Then we have the “phases,” which are the attacks themselves. These were scripted also using data files. Here’s a selection from phase 2:
These described how and when different attacks would be taking place. “attackid” is a unique identifier, and “type” is the kind of thing that was launching the attack (e.g., an ICBM silo, a submarine, a mobile ICBM launcher, a tactical fighter, a tactical missile). The “launch_id” is the location (from the previous “locations” file) sending out this attack.
The “target_id” is a list of locations that are being aimed at by the weapon. In some cases there would be a single location, but in some, as above, you can tell they are MIRVed, and a single missile is meant to hit several different targets. “trigger_at” was a timestamp (in the above, they are set to begin immediately) at which this part of the attack would take place.
These lists were all made by hand, which is definitely not the easiest way to do it, and I’m sure it was very time-consuming! I am glad I did not have to do this part — the programming was much more fun than the tedious compilation of lists.
The code could read these data files and then “step” through the time in regular intervals, triggering, say, a missile launch, and then locating (and visualizing) where that missile ought to be at any given time after the attack. We used some very simple assumptions for the speed of everything, reasoning (if I recall) that the fine-grained differences a) would not likely be visible at this scale of the map anyway, and b) didn’t matter for the evocative purposes of this visualization (which was not meant to be any kind of “perfect” simulation). For MIRVs, the code treated all of them as the same missile until about 50% through the trajectory, in which it then split them into multiple warheads. This was, again, somewhat arbitrary.

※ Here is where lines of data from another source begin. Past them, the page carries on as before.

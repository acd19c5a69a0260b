//! Session cookie endpoint.
//!
//! `POST /api/session` verifies a short-lived ID token and answers with a signed,
//! five-day `__session` cookie. `DELETE /api/session` always answers with a cookie
//! that expires immediately. The handlers keep no per-user state; the only shared
//! state is the lazily loaded admin credential and the signing-key cache.
//!
//! The admin credential is resolved before the body is read, so a deployment
//! without credentials reports a 500 even for malformed requests.

mod cookie;
mod error;
mod state;
pub(crate) mod types;

pub use cookie::{SESSION_COOKIE_NAME, SESSION_TTL_SECONDS, SessionCookie};
pub use error::SessionError;
pub use state::{DeploymentMode, SessionState};

use crate::identity::now_unix_seconds;
use axum::{
    Json,
    body::Bytes,
    extract::Extension,
    http::{HeaderValue, StatusCode, header::SET_COOKIE},
    response::{IntoResponse, Response},
};
use std::{sync::Arc, time::Duration};
use tracing::{error, info};
use types::{EstablishSessionRequest, SessionStatusResponse};

// axum handler for POST /api/session
pub async fn establish(state: Extension<Arc<SessionState>>, body: Bytes) -> Response {
    match establish_session(&state, &body).await {
        Ok(cookie) => (
            StatusCode::OK,
            [(SET_COOKIE, cookie)],
            Json(SessionStatusResponse::ok()),
        )
            .into_response(),
        Err(err) => err.into_response(),
    }
}

// axum handler for DELETE /api/session
pub async fn clear(state: Extension<Arc<SessionState>>) -> Response {
    match SessionCookie::clear(state.cookie_secure()).to_header_value() {
        Ok(cookie) => (
            StatusCode::OK,
            [(SET_COOKIE, cookie)],
            Json(SessionStatusResponse::cleared()),
        )
            .into_response(),
        Err(err) => {
            error!("Failed to build clearing cookie: {err}");
            SessionError::Cookie(err).into_response()
        }
    }
}

async fn establish_session(state: &SessionState, body: &[u8]) -> Result<HeaderValue, SessionError> {
    let credential = state
        .credentials()
        .get_or_init()
        .await
        .map_err(SessionError::Configuration)?;

    let id_token = parse_id_token(body)?;

    let claims = state
        .keys()
        .verify_id_token(&id_token, credential.project_id())
        .await
        .map_err(SessionError::Unauthorized)?;

    let value = credential
        .create_session_cookie(
            &id_token,
            &claims,
            Duration::from_secs(SESSION_TTL_SECONDS),
            now_unix_seconds(),
        )
        .await
        .map_err(SessionError::Mint)?;

    let cookie = SessionCookie::issue(value, state.cookie_secure()).to_header_value()?;
    info!(uid = %claims.sub, "session cookie issued");
    Ok(cookie)
}

fn parse_id_token(body: &[u8]) -> Result<String, SessionError> {
    let request: EstablishSessionRequest = serde_json::from_slice(body).map_err(|err| {
        SessionError::MalformedRequest(format!("request body is not valid JSON: {err}"))
    })?;
    request
        .id_token
        .filter(|token| !token.trim().is_empty())
        .ok_or_else(|| {
            SessionError::MalformedRequest("idToken must be a non-empty string".to_string())
        })
}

Here is what the “visualizer” looked like in its most basic state:
As you can see, it is a little different than the final product. It allows one to load any given “phase” datafile, and rearrange the visual display of the map, and then “start” the attack. The default time factor for development, as you can see, is 100X realtime, because realtime is slow.

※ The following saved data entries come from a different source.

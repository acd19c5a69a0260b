use crate::{
    api::{self, DeploymentMode, SessionState},
    credential::{CredentialSources, CredentialStore},
    identity::KeyStore,
};
use anyhow::Result;
use std::sync::Arc;
use tracing::{info, warn};

#[derive(Debug)]
pub struct Args {
    pub port: u16,
    pub mode: DeploymentMode,
    pub keys_url: String,
    pub frontend_origin: Option<String>,
    pub credentials: CredentialSources,
}

/// Execute the server action.
/// # Errors
/// Returns an error if the key store cannot be built or the server fails to start.
pub async fn execute(args: Args) -> Result<()> {
    let keys = Arc::new(KeyStore::new_remote(&args.keys_url)?);

    // The credential itself is loaded on the first session request.
    if is_unconfigured(&args.credentials) {
        warn!("no credential source configured; POST /api/session will answer 500");
    }

    let state = Arc::new(
        SessionState::new(CredentialStore::new(args.credentials), keys).with_mode(args.mode),
    );

    info!(mode = %args.mode, keys_url = %args.keys_url, "starting session endpoint");

    api::new(args.port, state, args.frontend_origin.as_deref()).await
}

fn is_unconfigured(sources: &CredentialSources) -> bool {
    sources.service_account_key.is_none()
        && sources.client_email.is_none()
        && sources.private_key.is_none()
        && sources.application_credentials.is_none()
        && sources.metadata_server.is_none()
}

How slow? Below a little screen capture I made showing the first minute of phase 2 at 1X speed.
I actually sort of love it in realtime, because while it is slow, it is not imperceptibly slow. It is disturbing to imagine that those are actual missiles, and that their slow crawl would mean that they would find targets in 20-30 minutes or so. There’s a Weeping Angels quality to it, where it barely seems to be moving at all, but if you look away and look back, you perceive the jump.
The visuals of “PLAN A” were quite deliberately and obviously inspired by the “Big Board” shown in the 1983 film WarGames:
Alex G. is fairly blatant about his nostalgia for 1980s digital culture (he snuck a Space Invader-inspired sprite into a paper in Nature, which takes some chutzpah), and I’m not opposed to it either.

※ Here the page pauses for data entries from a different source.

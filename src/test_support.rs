//! Shared fixtures for unit tests.

use crate::credential::{AdminCredential, ProviderEndpoints};
use crate::identity::{IdTokenClaims, Jwks, sign_rs256};
use anyhow::Result;
use axum::{
    Form, Json, Router,
    extract::{Path, State},
    http::{HeaderMap, StatusCode},
    response::{IntoResponse, Response},
    routing::{get, post},
};
use serde_json::{Value, json};
use std::{
    collections::HashMap,
    io::Write,
    sync::{
        Arc, Mutex,
        atomic::{AtomicBool, AtomicUsize, Ordering},
    },
};
use tokio::net::TcpListener;

pub const TEST_PRIVATE_KEY_PEM: &str = include_str!("../tests/fixtures/test_key.pem");
pub const OTHER_PRIVATE_KEY_PEM: &str = include_str!("../tests/fixtures/other_key.pem");

pub const TEST_PROJECT_ID: &str = "demo-project";
pub const TEST_CLIENT_EMAIL: &str = "admin@demo-project.iam.gserviceaccount.com";
pub const TEST_KID: &str = "k1";
pub const NOW: i64 = 1_700_000_000;

pub fn test_credential() -> Result<AdminCredential> {
    Ok(AdminCredential::from_pem(
        TEST_PROJECT_ID,
        TEST_CLIENT_EMAIL,
        Some("sa-key-1".to_string()),
        TEST_PRIVATE_KEY_PEM,
    )?)
}

pub fn test_jwks() -> Result<Jwks> {
    Ok(Jwks::from_rsa_private_key_pem_or_der(
        TEST_PRIVATE_KEY_PEM.as_bytes(),
        TEST_KID,
    )?)
}

pub fn id_token_claims(now: i64) -> IdTokenClaims {
    IdTokenClaims {
        iss: format!("https://securetoken.google.com/{TEST_PROJECT_ID}"),
        aud: TEST_PROJECT_ID.to_string(),
        sub: "uid-ada".to_string(),
        iat: now - 60,
        exp: now + 3600,
        auth_time: Some(now - 60),
        email: Some("ada@example.com".to_string()),
        name: Some("Ada".to_string()),
        picture: None,
    }
}

/// Sign an ID token the way the identity provider would, with the shared test key.
pub fn signed_id_token(claims: &IdTokenClaims) -> Result<String> {
    let key = crate::identity::decode_private_key(TEST_PRIVATE_KEY_PEM.as_bytes())?;
    Ok(sign_rs256(&key, Some(TEST_KID), claims)?)
}

pub const FAKE_REFRESH_TOKEN: &str = "1//fake-refresh-token";
pub const FAKE_USER_ACCESS_TOKEN: &str = "user-access-token";
pub const FAKE_METADATA_ACCESS_TOKEN: &str = "metadata-access-token";
pub const FAKE_METADATA_PROJECT: &str = "metadata-project";

/// An `authorized_user` credentials file, as written by gcloud.
pub fn authorized_user_file(quota_project: Option<&str>) -> Result<tempfile::NamedTempFile> {
    let mut contents = json!({
        "type": "authorized_user",
        "client_id": "fake-client.apps.googleusercontent.com",
        "client_secret": "fake-client-secret",
        "refresh_token": FAKE_REFRESH_TOKEN,
    });
    if let Some(project) = quota_project {
        contents["quota_project_id"] = json!(project);
    }
    let mut file = tempfile::NamedTempFile::new()?;
    file.write_all(contents.to_string().as_bytes())?;
    Ok(file)
}

/// A `createSessionCookie` call as seen by [`FakeProvider`].
#[derive(Debug, Clone)]
pub struct SessionCookieCall {
    pub project_id: String,
    pub authorization: Option<String>,
    pub user_project: Option<String>,
    pub body: Value,
}

#[derive(Default)]
pub struct ProviderCalls {
    pub token_requests: AtomicUsize,
    pub reject_id_tokens: AtomicBool,
    session_cookies: Mutex<Vec<SessionCookieCall>>,
}

impl ProviderCalls {
    pub fn session_cookie_calls(&self) -> Vec<SessionCookieCall> {
        self.session_cookies
            .lock()
            .map(|calls| calls.clone())
            .unwrap_or_default()
    }
}

/// Local stand-in for the provider's OAuth token endpoint, metadata server and
/// identity toolkit, on an ephemeral port.
pub struct FakeProvider {
    pub base_url: String,
    pub calls: Arc<ProviderCalls>,
}

impl FakeProvider {
    pub async fn spawn() -> Result<Self> {
        let calls = Arc::new(ProviderCalls::default());
        let app = Router::new()
            .route("/token", post(oauth_token))
            .route("/computeMetadata/v1/", get(metadata_root))
            .route("/computeMetadata/v1/project/project-id", get(metadata_project))
            .route(
                "/computeMetadata/v1/instance/service-accounts/default/token",
                get(metadata_token),
            )
            .route("/v1/*rest", post(create_session_cookie))
            .with_state(calls.clone());

        let listener = TcpListener::bind("127.0.0.1:0").await?;
        let addr = listener.local_addr()?;
        tokio::spawn(async move {
            let _ = axum::serve(listener, app).await;
        });

        Ok(Self {
            base_url: format!("http://{addr}"),
            calls,
        })
    }

    pub fn endpoints(&self) -> ProviderEndpoints {
        ProviderEndpoints {
            oauth_token_url: format!("{}/token", self.base_url),
            identity_toolkit_url: self.base_url.clone(),
        }
    }
}

fn header(headers: &HeaderMap, name: &str) -> Option<String> {
    headers
        .get(name)
        .and_then(|value| value.to_str().ok())
        .map(ToString::to_string)
}

fn is_metadata_request(headers: &HeaderMap) -> bool {
    header(headers, "metadata-flavor").as_deref() == Some("Google")
}

async fn oauth_token(
    State(calls): State<Arc<ProviderCalls>>,
    Form(form): Form<HashMap<String, String>>,
) -> Response {
    calls.token_requests.fetch_add(1, Ordering::SeqCst);
    let valid = form.get("grant_type").map(String::as_str) == Some("refresh_token")
        && form.get("refresh_token").map(String::as_str) == Some(FAKE_REFRESH_TOKEN);
    if !valid {
        return (
            StatusCode::BAD_REQUEST,
            Json(json!({ "error": "invalid_grant", "error_description": "Bad Request" })),
        )
            .into_response();
    }
    Json(json!({
        "access_token": FAKE_USER_ACCESS_TOKEN,
        "expires_in": 3599,
        "token_type": "Bearer",
    }))
    .into_response()
}

async fn metadata_root(headers: HeaderMap) -> Response {
    if !is_metadata_request(&headers) {
        return StatusCode::FORBIDDEN.into_response();
    }
    ([("metadata-flavor", "Google")], "").into_response()
}

async fn metadata_project(headers: HeaderMap) -> Response {
    if !is_metadata_request(&headers) {
        return StatusCode::FORBIDDEN.into_response();
    }
    ([("metadata-flavor", "Google")], FAKE_METADATA_PROJECT).into_response()
}

async fn metadata_token(State(calls): State<Arc<ProviderCalls>>, headers: HeaderMap) -> Response {
    if !is_metadata_request(&headers) {
        return StatusCode::FORBIDDEN.into_response();
    }
    calls.token_requests.fetch_add(1, Ordering::SeqCst);
    Json(json!({
        "access_token": FAKE_METADATA_ACCESS_TOKEN,
        "expires_in": 3599,
        "token_type": "Bearer",
    }))
    .into_response()
}

async fn create_session_cookie(
    State(calls): State<Arc<ProviderCalls>>,
    Path(rest): Path<String>,
    headers: HeaderMap,
    Json(body): Json<Value>,
) -> Response {
    let Some(project_id) = rest
        .trim_start_matches('/')
        .strip_prefix("projects/")
        .and_then(|rest| rest.strip_suffix(":createSessionCookie"))
    else {
        return StatusCode::NOT_FOUND.into_response();
    };

    if let Ok(mut recorded) = calls.session_cookies.lock() {
        recorded.push(SessionCookieCall {
            project_id: project_id.to_string(),
            authorization: header(&headers, "authorization"),
            user_project: header(&headers, "x-goog-user-project"),
            body,
        });
    }

    if calls.reject_id_tokens.load(Ordering::SeqCst) {
        return (
            StatusCode::BAD_REQUEST,
            Json(json!({ "error": { "code": 400, "message": "INVALID_ID_TOKEN" } })),
        )
            .into_response();
    }
    Json(json!({ "sessionCookie": format!("provider-cookie-{project_id}") })).into_response()
}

I also appreciate that by doing that kind of retro visual riff, you are signaling to the savvy viewer that this is not pretending to be some kind of perfect modern simulation. I am deeply suspicion of anything that really pretends to be a perfect simulation, and with NUKEMAP and MISSILEMAP have gone to some lengths to make sure that it is visually clear that they are meant to be evocative and back-of-the-envelope, not perfect simulations.
I don’t recall it coming up in active discussions, but the game DEFCON (2006) probably informed some of my aesthetic thinking on it, too, particularly with the planes, submarines, and other little icons, which are not part of the original WarGames maps (they just have little white dots for targets). DEFCON, of course, also took its aesthetic cues from WarGames.
Another thing that I am sure we had in mind for the overall inspiration was Isao Hashimoto’s 2003 video art project of nuclear explosions, titled “1945-1998.” I am sure that at the time I said something like, “this is the kind of art that would have been pretty hard to make still in 2003 but could be basically programmed in a day a decade later,” because I am prone to say things like that.
I like Hashimoto’s piece a lot, and often show it to students in class. The almost unbearable slowness of its early periods is offset but the sudden, musical cacophony of the years of heavy testing. When things like the test moratoriums occur, their sudden silence is also quite profound, and leads to interesting conversations.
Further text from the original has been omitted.